Abbey Hepner is an artist and educator investigating the human relationship with landscape and technology. She frequently works at the intersection of art and science, navigating through collaborative and research-oriented practices. Her work explores ethical gray areas where humanity and industry collide, illuminating the increasingly common use of health as a currency. She received degrees in Art and Psychology from the University of Utah, and an MFA in Photography from the University of New Mexico.
Hepner’s work has been exhibited widely in such venues as the Mt. Rokko International Photography Festival (Kobe, Japan), Central Features (Albuquerque, NM), the San Diego Art Institute (San Diego, CA), Noorderlicht Photofestival (Groningen, Netherlands), Institut für Alles Mögliche (Berlin, Germany), and the Newspace Center For Photography (Portland, OR). She has presented at numerous conferences including the 2015 International Symposium on Electronic Art (ISEA) in Vancouver, Canada, and the 2016 and 2017 Society for Photographic Education (SPE) conferences.
Transuranic
Transuranic is a series of uranotypes, an obsolete nineteenth-century photographic process that uses uranium instead of silver to form the image. Uranium is an element that was used to make nuclear bombs and is the basic fuel for nuclear power reactors.

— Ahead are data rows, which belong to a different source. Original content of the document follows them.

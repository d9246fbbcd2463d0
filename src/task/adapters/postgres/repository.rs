//! `PostgreSQL` repository implementation for owner-scoped task storage.

use super::{
    models::{NewTaskRow, TaskChangeset, TaskRow, row_to_task},
    query::TaskQueryBuilder,
    schema::tasks,
};
use crate::postgres::{PgPool, run_with_connection};
use crate::task::{
    domain::{NewTask, Task, TaskId, TaskSearch, TaskUpdate, UserId},
    ports::{TaskRepository, TaskRepositoryError, TaskRepositoryResult},
};
use async_trait::async_trait;
use diesel::pg::PgConnection;
use diesel::prelude::*;
use tracing::{debug, warn};

/// `PostgreSQL` connection pool type used by task adapters.
pub type TaskPgPool = PgPool;

/// `PostgreSQL`-backed task repository.
#[derive(Debug, Clone)]
pub struct PostgresTaskRepository {
    pool: TaskPgPool,
}

impl PostgresTaskRepository {
    /// Creates a new repository from a `PostgreSQL` connection pool.
    #[must_use]
    pub const fn new(pool: TaskPgPool) -> Self {
        Self { pool }
    }

    async fn run_blocking<F, T>(&self, f: F) -> TaskRepositoryResult<T>
    where
        F: FnOnce(&mut PgConnection) -> TaskRepositoryResult<T> + Send + 'static,
        T: Send + 'static,
    {
        run_with_connection(
            &self.pool,
            f,
            TaskRepositoryError::persistence,
            TaskRepositoryError::persistence,
        )
        .await
    }
}

#[async_trait]
impl TaskRepository for PostgresTaskRepository {
    async fn get_for_user(&self, task_id: TaskId, user_id: UserId) -> TaskRepositoryResult<Task> {
        debug!(%task_id, %user_id, "fetching task");
        self.run_blocking(move |connection| find_owned_task(connection, task_id, user_id))
            .await
    }

    async fn list_all(&self) -> TaskRepositoryResult<Vec<Task>> {
        debug!("listing all tasks");
        self.run_blocking(|connection| load_tasks(connection, TaskQueryBuilder::new()))
            .await
    }

    async fn list_by_user(&self, user_id: UserId) -> TaskRepositoryResult<Vec<Task>> {
        debug!(%user_id, "listing tasks for user");
        self.run_blocking(move |connection| {
            load_tasks(connection, TaskQueryBuilder::new().owned_by(user_id))
        })
        .await
    }

    async fn search(&self, search: &TaskSearch) -> TaskRepositoryResult<Vec<Task>> {
        let criteria = search.clone();
        debug!(
            user_id = %criteria.user_id(),
            name = criteria.name(),
            status = ?criteria.status(),
            "searching tasks"
        );
        self.run_blocking(move |connection| {
            let builder = TaskQueryBuilder::new()
                .owned_by(criteria.user_id())
                .name_contains(criteria.name())
                .with_status(criteria.status());
            let found = load_tasks(connection, builder)?;
            if found.is_empty() {
                return Err(TaskRepositoryError::NoSearchMatches {
                    name: criteria.name().to_owned(),
                });
            }
            Ok(found)
        })
        .await
    }

    async fn create(&self, task: &NewTask) -> TaskRepositoryResult<Task> {
        let user_id = task.user_id();
        let new_row = NewTaskRow::from(task);
        debug!(%user_id, name = task.name(), "creating task");

        self.run_blocking(move |connection| {
            let inserted_id = diesel::insert_into(tasks::table)
                .values(&new_row)
                .returning(tasks::id)
                .get_result::<i64>(connection)
                .map_err(TaskRepositoryError::persistence)?;
            find_owned_task(connection, TaskId::from_persisted(inserted_id), user_id)
        })
        .await
    }

    async fn update(&self, update: &TaskUpdate) -> TaskRepositoryResult<Task> {
        let task_id = update.id();
        let user_id = update.user_id();
        let changes = TaskChangeset::from(update);
        debug!(%task_id, %user_id, "updating task");

        self.run_blocking(move |connection| {
            let affected = diesel::update(
                tasks::table
                    .filter(tasks::id.eq(task_id.value()))
                    .filter(tasks::user_id.eq(user_id.value())),
            )
            .set(&changes)
            .execute(connection)
            .map_err(TaskRepositoryError::persistence)?;
            if affected == 0 {
                warn!(%task_id, %user_id, "update matched no owned task");
            }
            find_owned_task(connection, task_id, user_id)
        })
        .await
    }

    async fn delete(&self, task_id: TaskId, user_id: UserId) -> TaskRepositoryResult<()> {
        self.run_blocking(move |connection| {
            let affected = diesel::delete(
                tasks::table
                    .filter(tasks::id.eq(task_id.value()))
                    .filter(tasks::user_id.eq(user_id.value())),
            )
            .execute(connection)
            .map_err(TaskRepositoryError::persistence)?;
            debug!(%task_id, %user_id, affected, "deleted task");
            Ok(())
        })
        .await
    }
}

fn find_owned_task(
    connection: &mut PgConnection,
    task_id: TaskId,
    user_id: UserId,
) -> TaskRepositoryResult<Task> {
    let row = TaskQueryBuilder::new()
        .with_id(task_id)
        .owned_by(user_id)
        .build()
        .select(TaskRow::as_select())
        .first::<TaskRow>(connection)
        .optional()
        .map_err(TaskRepositoryError::persistence)?;

    row.map(row_to_task)
        .transpose()?
        .ok_or(TaskRepositoryError::NotFound { task_id, user_id })
}

fn load_tasks(
    connection: &mut PgConnection,
    builder: TaskQueryBuilder<'_>,
) -> TaskRepositoryResult<Vec<Task>> {
    builder
        .build()
        .select(TaskRow::as_select())
        .load::<TaskRow>(connection)
        .map_err(TaskRepositoryError::persistence)?
        .into_iter()
        .map(row_to_task)
        .collect()
}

These uranotypes were created from photographs captured at every nuclear site in the Western U.S. that transports radioactive waste to the Waste Isolation Pilot Plant (WIPP) in New Mexico. WIPP is the nation’s only permanent geological repository for radioactive waste, a place where waste is buried deep in the earth and intended to rest for 10,000 years.
Upon moving to New Mexico from Japan, where I participated in disaster relief work following the 2011 tsunami and nuclear meltdown, I set out to understand the impact of the nuclear industry on my immediate surroundings. Transuranic documents nuclear facilities from an outsider’s perspective. Places seemingly transparent in their operations, as indicated by signage, and resting amongst us as scars on the landscape. The red and yellow hue of the uranotypes, likened to the color of the sky after the bomb was dropped on Hiroshima, was formed from the exposure of uranyl nitrate. This material presence negates the unassuming and banal nature of these sites and reminds us of the reality reflected in the images.